Based on the overwhelming amount of criticisms of federal government articulated to me by my participants, I offer several policy suggestions that could help alleviate social suffering in the aftermath of disaster. First, there must be more funding for the aftermath of disasters. Our changing climate will cause disasters to happen more often and to be more severe. Disaster aftermaths and the changing climate obviously need to be a part of public policy in our society.

Second, rebuilding after disaster should be done in a way that takes people and the environment into account. We must, as a society, figure out some way to rebuild homes and businesses in sustainable ways. People in their local environments and our environment must be the chief concern when it comes to rebuilding—not the economy or making a dollar. Third, part of the increase in funding for disaster aftermath should directly deal with the mental health needs of people. Mental health funding currently does exist, but that so many of my participants told me I was the first stranger with whom they had shared their experience was startling. Some folks narrated feeling that mental health services wouldn’t really help them, others pointed to the stigma they anticipated they might feel if they “admitted they had a problem,” and some folks simply didn’t know that mental health services were available to them. Indeed, that many participants tearfully thanked me for hearing their story and endeavouring to tell their story seems to also point to the need for more mental health services in disaster aftermaths. Fourth, and finally, military and para-military organizations tasked to deal with disaster must have sensitivity training about race, ethnicity, and poverty. So many of my participants felt the National Guard was discriminatory and rude to them.

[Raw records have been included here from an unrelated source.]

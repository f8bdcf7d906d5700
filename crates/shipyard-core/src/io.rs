use crate::error::Result;
use std::io::Write;
use std::path::Path;
use tempfile::NamedTempFile;

/// Replace `path` with `data` through a sibling tempfile, so readers see
/// either the old file or the new one.
pub fn atomic_write(path: &Path, data: &[u8]) -> Result<()> {
    let dir = match path.parent() {
        Some(parent) if !parent.as_os_str().is_empty() => {
            std::fs::create_dir_all(parent)?;
            parent
        }
        _ => Path::new("."),
    };
    let mut tmp = NamedTempFile::new_in(dir)?;
    tmp.write_all(data)?;
    tmp.persist(path).map_err(|e| e.error)?;
    Ok(())
}

/// Write only when `path` does not exist yet. Returns true if written.
pub fn write_if_missing(path: &Path, data: &[u8]) -> Result<bool> {
    if path.exists() {
        return Ok(false);
    }
    atomic_write(path, data)?;
    Ok(true)
}

/// Add `entry` as its own line in `root/.gitignore` unless an identical line
/// is already there.
pub fn ensure_gitignore_entry(root: &Path, entry: &str) -> Result<()> {
    let gitignore = root.join(".gitignore");
    let existing = match std::fs::read_to_string(&gitignore) {
        Ok(text) => text,
        Err(e) if e.kind() == std::io::ErrorKind::NotFound => String::new(),
        Err(e) => return Err(e.into()),
    };
    if existing.lines().any(|l| l.trim() == entry) {
        return Ok(());
    }
    let sep = if existing.is_empty() || existing.ends_with('\n') {
        ""
    } else {
        "\n"
    };
    atomic_write(&gitignore, format!("{existing}{sep}{entry}\n").as_bytes())
}

#[cfg(test)]
mod tests {
    use super::*;
    use tempfile::TempDir;

    #[test]
    fn atomic_write_creates_parents() {
        let dir = TempDir::new().unwrap();
        let path = dir.path().join("web/.env");
        atomic_write(&path, b"A=1\n").unwrap();
        assert_eq!(std::fs::read_to_string(&path).unwrap(), "A=1\n");
    }

    #[test]
    fn write_if_missing_keeps_existing() {
        let dir = TempDir::new().unwrap();
        let path = dir.path().join("shipyard.yaml");
        assert!(write_if_missing(&path, b"one").unwrap());
        assert!(!write_if_missing(&path, b"two").unwrap());
        assert_eq!(std::fs::read_to_string(&path).unwrap(), "one");
    }

    #[test]
    fn gitignore_entry_is_added_once() {
        let dir = TempDir::new().unwrap();
        std::fs::write(dir.path().join(".gitignore"), "node_modules").unwrap();
        ensure_gitignore_entry(dir.path(), "web/.env").unwrap();
        ensure_gitignore_entry(dir.path(), "web/.env").unwrap();
        let content = std::fs::read_to_string(dir.path().join(".gitignore")).unwrap();
        assert_eq!(content, "node_modules\nweb/.env\n");
    }
}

Military personnel must have more cultural sensitivity training that ensures they don’t reinscribe trauma and fear on already vulnerable and traumatized citizens.

Funding Statement

This work was supported by The National Science Foundation Directorate for Social, Behavioral and Economic Sciences [1518862].

Note

1.

All the official definitions for these mental health problems can be found in the Diagnostic Statistical Manual-5.

Disclosure statement

No potential conflict of interest was reported by the author.